Президентство в Военной коллегии ему уже возвращено, и он хотел теперь как можно скорее прекратить всякое следствие по прежним его злоупотреблениям, потребовав всенародного объявления о снятии денежных штрафов, к которым приговаривали его за разные неблаговидности по нарушению казенного интереса.
VI
Хотя и новомодным столичным городом значился Петербург, разбросанный по многим островкам, но с великой радостью променяли бы градожители многие столичные новшества на стародавнее житье-бытье.
Теперь, после смерти царя Петра за приверженность к старине, может, шибко карать не станут, – вот бы и передых в жизни был. Муторно проводить людям дни словно в нескончаемом половодье. Только успевай веслом огребаться – все вода да вода. Хорошо еще, что не довелось покойному государю все свои задумки в дело пустить, а то ведь намеревался он улицы на Васильевском острову водой залить наподобие венецейских сделать, чтобы по ним на лодках-гондолах плавать. А к чему такое? Зачем? Будто ему вокруг воды было мало и для ради того хотел еще улицы заливать. Сухопутный адмирал-генерал граф Федор Матвеевич Апраксин, утомившись поспевать во всем за своим (покойным теперь) царственным свояком, остановился отдышаться на жизненном перепутье и не решался, что делать дальше: продолжать ли путь, предназначенный царем Петром, или отрешиться теперь от него и обратиться вспять к памятно-привычному складу прежних неторопливых дел. Может, из Петербурга-то насовсем в град Москву возвернуться?..

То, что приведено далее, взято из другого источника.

use std::fmt;
use std::str::FromStr;

use shakmaty::{File, Rank, Square};
use thiserror::Error;

use crate::piece::{Piece, PieceKind, Side};
use crate::position::Position;

/// Errors raised by the board model.
///
/// All of these indicate a caller bug rather than a user mistake; illegal
/// destination clicks are not errors.
#[derive(Debug, Clone, Copy, PartialEq, Eq, Error)]
pub enum BoardError {
    /// Coordinates outside the 8×8 range.
    #[error("position out of range: file {file}, rank {rank}")]
    InvalidPosition { file: i32, rank: i32 },

    /// Setup tried to place a piece on a taken cell.
    #[error("cell {0} is already occupied")]
    OccupiedCell(Position),

    /// A move was requested from an empty cell.
    #[error("no piece on {0} to move")]
    EmptySource(Position),
}

/// Starting arrangement used to populate a board.
#[derive(Debug, Clone, Copy, PartialEq, Eq, Default)]
pub enum Layout {
    /// Pawns on each side's second rank, rooks on the four corners.
    #[default]
    Prototype,
    /// The standard chess starting array.
    Full,
    /// No pieces at all.
    Empty,
}

/// Error when parsing a [`Layout`] name.
#[derive(Debug, Clone, Error, PartialEq, Eq)]
#[error("unknown layout '{0}' (expected prototype, full or empty)")]
pub struct ParseLayoutError(String);

impl FromStr for Layout {
    type Err = ParseLayoutError;

    fn from_str(s: &str) -> Result<Self, Self::Err> {
        match s.trim().to_ascii_lowercase().as_str() {
            "prototype" => Ok(Layout::Prototype),
            "full" | "startpos" => Ok(Layout::Full),
            "empty" => Ok(Layout::Empty),
            _ => Err(ParseLayoutError(s.to_string())),
        }
    }
}

impl Layout {
    /// Back-row kinds from file `a` to file `h`, `None` where the row stays empty.
    fn back_row(self) -> [Option<PieceKind>; 8] {
        use PieceKind::*;
        match self {
            Layout::Prototype => [
                Some(Rook),
                None,
                None,
                None,
                None,
                None,
                None,
                Some(Rook),
            ],
            Layout::Full => [
                Some(Rook),
                Some(Knight),
                Some(Bishop),
                Some(Queen),
                Some(King),
                Some(Bishop),
                Some(Knight),
                Some(Rook),
            ],
            Layout::Empty => [None; 8],
        }
    }

    fn has_pawns(self) -> bool {
        !matches!(self, Layout::Empty)
    }
}

/// The 64 cells of the board and the pieces on them.
///
/// The board is the only owner of pieces: a captured piece is dropped, never
/// relocated.
#[derive(Clone, PartialEq, Eq)]
pub struct Board {
    cells: [Option<Piece>; 64],
}

impl Default for Board {
    fn default() -> Self {
        Self::empty()
    }
}

impl Board {
    pub const fn empty() -> Self {
        Self { cells: [None; 64] }
    }

    /// Creates a board populated with the given layout.
    pub fn with_layout(layout: Layout) -> Result<Self, BoardError> {
        let mut board = Self::empty();
        board.populate(layout)?;
        Ok(board)
    }

    /// Adds the pieces of `layout` to this board.
    pub fn populate(&mut self, layout: Layout) -> Result<(), BoardError> {
        for side in [Side::White, Side::Black] {
            for (file, kind) in layout.back_row().into_iter().enumerate() {
                if let Some(kind) = kind {
                    self.place(kind, side, Position::new(file as i32, side.back_rank())?)?;
                }
            }
            if layout.has_pawns() {
                for file in 0..8 {
                    self.place(PieceKind::Pawn, side, Position::new(file, side.pawn_rank())?)?;
                }
            }
        }
        log::debug!("populated {layout:?} layout with {} pieces", self.pieces().count());
        Ok(())
    }

    /// Puts a new piece on an empty cell. Setup only.
    pub fn place(&mut self, kind: PieceKind, side: Side, pos: Position) -> Result<(), BoardError> {
        let cell = &mut self.cells[pos.index()];
        if cell.is_some() {
            return Err(BoardError::OccupiedCell(pos));
        }
        *cell = Some(Piece::new(kind, side, pos));
        Ok(())
    }

    /// The piece on `pos`, if any.
    #[inline]
    pub fn cell_at(&self, pos: Position) -> Option<&Piece> {
        self.cells[pos.index()].as_ref()
    }

    #[inline]
    pub fn is_empty(&self, pos: Position) -> bool {
        self.cell_at(pos).is_none()
    }

    #[inline]
    pub fn occupant_side(&self, pos: Position) -> Option<Side> {
        self.cell_at(pos).map(Piece::side)
    }

    /// Moves the piece on `from` to `to`, returning the piece captured there.
    ///
    /// Either fully applied or, when `from` is empty, not applied at all.
    pub fn move_piece(&mut self, from: Position, to: Position) -> Result<Option<Piece>, BoardError> {
        let mut piece = self.cells[from.index()]
            .take()
            .ok_or(BoardError::EmptySource(from))?;
        piece.set_position(to);
        Ok(self.cells[to.index()].replace(piece))
    }

    /// All pieces on the board, a1 to h8.
    pub fn pieces(&self) -> impl Iterator<Item = &Piece> {
        self.cells.iter().flatten()
    }

    /// Read-only copy of what stands where, for rendering.
    pub fn snapshot(&self) -> Snapshot {
        Snapshot(self.cells.map(|cell| cell.map(|piece| (piece.kind(), piece.side()))))
    }
}

/// Board text with rank 8 on top, one character per cell (`.` for empty).
impl fmt::Display for Board {
    fn fmt(&self, f: &mut fmt::Formatter<'_>) -> fmt::Result {
        for rank in Rank::ALL.iter().rev() {
            for file in File::ALL {
                let pos = Position::from(Square::from_coords(file, *rank));
                let c = self.cell_at(pos).map_or('.', Piece::char);
                write!(f, "{c}")?;
            }
            writeln!(f)?;
        }
        Ok(())
    }
}

impl fmt::Debug for Board {
    fn fmt(&self, f: &mut fmt::Formatter<'_>) -> fmt::Result {
        f.debug_struct("Board")
            .field("pieces", &self.pieces().map(ToString::to_string).collect::<Vec<_>>())
            .finish()
    }
}

/// Kind and side of every occupied cell at one point in time.
#[derive(Debug, Clone, Copy, PartialEq, Eq)]
pub struct Snapshot([Option<(PieceKind, Side)>; 64]);

impl Snapshot {
    #[inline]
    pub fn get(&self, pos: Position) -> Option<(PieceKind, Side)> {
        self.0[pos.index()]
    }

    /// Every position with its occupant, a1 to h8.
    pub fn iter(&self) -> impl Iterator<Item = (Position, Option<(PieceKind, Side)>)> + '_ {
        Position::all().map(|pos| (pos, self.get(pos)))
    }
}

#[cfg(test)]
mod tests {
    use super::*;
    use test_case::test_case;

    fn pos(s: &str) -> Position {
        s.parse().expect("test position should be valid")
    }

    #[test]
    fn test_prototype_layout() {
        let board = Board::with_layout(Layout::Prototype).unwrap();

        for p in Position::all() {
            let expected = match (p.file(), p.rank()) {
                (_, 1) => Some((PieceKind::Pawn, Side::White)),
                (_, 6) => Some((PieceKind::Pawn, Side::Black)),
                (0 | 7, 0) => Some((PieceKind::Rook, Side::White)),
                (0 | 7, 7) => Some((PieceKind::Rook, Side::Black)),
                _ => None,
            };
            let actual = board.cell_at(p).map(|piece| (piece.kind(), piece.side()));
            assert_eq!(actual, expected, "unexpected occupant on {p}");
        }
    }

    #[test]
    fn test_piece_positions_match_their_cells() {
        let board = Board::with_layout(Layout::Full).unwrap();
        assert_eq!(board.pieces().count(), 32);
        for p in Position::all() {
            if let Some(piece) = board.cell_at(p) {
                assert_eq!(piece.position(), p);
            }
        }
    }

    #[test]
    fn test_full_layout_text() {
        let board = Board::with_layout(Layout::Full).unwrap();
        assert_eq!(
            board.to_string(),
            "rnbqkbnr\npppppppp\n........\n........\n........\n........\nPPPPPPPP\nRNBQKBNR\n"
        );
    }

    #[test]
    fn test_empty_layout() {
        let board = Board::with_layout(Layout::Empty).unwrap();
        assert_eq!(board.pieces().count(), 0);
        assert_eq!(board, Board::empty());
    }

    #[test_case("prototype", Layout::Prototype)]
    #[test_case("FULL", Layout::Full)]
    #[test_case("startpos", Layout::Full)]
    #[test_case(" empty ", Layout::Empty)]
    fn test_layout_from_str(s: &str, expected: Layout) {
        assert_eq!(s.parse::<Layout>(), Ok(expected));
    }

    #[test]
    fn test_layout_from_str_unknown() {
        assert!("chess960".parse::<Layout>().is_err());
    }

    #[test]
    fn test_place_rejects_occupied_cell() {
        let mut board = Board::empty();
        board.place(PieceKind::Rook, Side::White, pos("a1")).unwrap();

        let result = board.place(PieceKind::Pawn, Side::Black, pos("a1"));

        assert_eq!(result, Err(BoardError::OccupiedCell(pos("a1"))));
        assert_eq!(board.cell_at(pos("a1")).unwrap().kind(), PieceKind::Rook);
    }

    #[test]
    fn test_populate_twice_conflicts() {
        let mut board = Board::with_layout(Layout::Prototype).unwrap();
        assert_eq!(
            board.populate(Layout::Prototype),
            Err(BoardError::OccupiedCell(pos("a1")))
        );
    }

    #[test]
    fn test_queries() {
        let mut board = Board::empty();
        board.place(PieceKind::Pawn, Side::Black, pos("c7")).unwrap();

        assert!(board.is_empty(pos("c6")));
        assert!(!board.is_empty(pos("c7")));
        assert_eq!(board.occupant_side(pos("c7")), Some(Side::Black));
        assert_eq!(board.occupant_side(pos("c6")), None);
    }

    #[test]
    fn test_move_piece_relocates_and_updates_position() {
        let mut board = Board::empty();
        board.place(PieceKind::Pawn, Side::White, pos("e2")).unwrap();

        let captured = board.move_piece(pos("e2"), pos("e4")).unwrap();

        assert_eq!(captured, None);
        assert!(board.is_empty(pos("e2")));
        let piece = board.cell_at(pos("e4")).unwrap();
        assert_eq!(piece.position(), pos("e4"));
        assert_eq!(piece.kind(), PieceKind::Pawn);
    }

    #[test]
    fn test_move_piece_captures() {
        let mut board = Board::empty();
        board.place(PieceKind::Rook, Side::White, pos("a1")).unwrap();
        board.place(PieceKind::Pawn, Side::Black, pos("a5")).unwrap();

        let captured = board.move_piece(pos("a1"), pos("a5")).unwrap();

        let captured = captured.expect("black pawn should be captured");
        assert_eq!(captured.kind(), PieceKind::Pawn);
        assert_eq!(captured.side(), Side::Black);
        assert_eq!(board.occupant_side(pos("a5")), Some(Side::White));
        assert_eq!(board.pieces().count(), 1);
    }

    #[test]
    fn test_move_piece_from_empty_leaves_board_unchanged() {
        let mut board = Board::with_layout(Layout::Prototype).unwrap();
        let before = board.clone();

        let result = board.move_piece(pos("e4"), pos("e5"));

        assert_eq!(result, Err(BoardError::EmptySource(pos("e4"))));
        assert_eq!(board, before);
        assert_eq!(board.snapshot(), before.snapshot());
    }

    #[test]
    fn test_move_piece_onto_itself_is_noop() {
        let mut board = Board::with_layout(Layout::Prototype).unwrap();
        let before = board.clone();

        assert_eq!(board.move_piece(pos("a1"), pos("a1")), Ok(None));
        assert_eq!(board, before);
    }

    #[test]
    fn test_snapshot_reflects_board() {
        let board = Board::with_layout(Layout::Prototype).unwrap();
        let snapshot = board.snapshot();

        assert_eq!(snapshot.get(pos("h1")), Some((PieceKind::Rook, Side::White)));
        assert_eq!(snapshot.get(pos("b7")), Some((PieceKind::Pawn, Side::Black)));
        assert_eq!(snapshot.get(pos("d4")), None);
        assert_eq!(snapshot.iter().filter(|(_, cell)| cell.is_some()).count(), 20);
    }
}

Многие именитые господа дворяне уже одумались, обратились лицом к старине, а тыльной частью ко всему новомодному. Пускай останутся недостроенными каменные дома, вытянувшиеся во фрунт по улице, а на их задворках можно по стародавнему образцу поставить жилье на омшаниках. Снизу от крыльца вела бы в верхние сени длинная наружная лестница, а самые жилые покои состояли бы из двух горниц, отделенных малыми внутренними сенями. Одна горница для жизни хозяйской семьи в летнюю пору, другая – в зимнюю. Там и кухня с топкой хотя бы даже по-черному, а прислужливая челядь – в клетях да в подклетьях. Ничего, живали так испокон веков. Где кучней, там теплей.
А то размахнулись было на новоманерные комнатные анфилады, на залы да будуары, где в зимнюю стужу только волков морозить. Нешто можно такое подворье до теплости натопить! Пускай уж светлейший князь Меншиков в палатах таких прохлаждается, поскольку возвел высоченную домовую махину на Васильевском острову близко самой реки Невы. Он по иноземным городам много чего навидался, и ему привычно роскошествовать во дворцах, пускай и здесь так живет, на то его воля. Он не посовестился даже того, что его дворец намного преэосходит жилье императорское как по величине, так и по богатому убранству покоев. Заплутаешься и не обойдешь все меншиковские апартаменты, блистающие золотом да серебром, украшенные статуями, живописными картинами, златоткаными драпировками, изысканной мебелью.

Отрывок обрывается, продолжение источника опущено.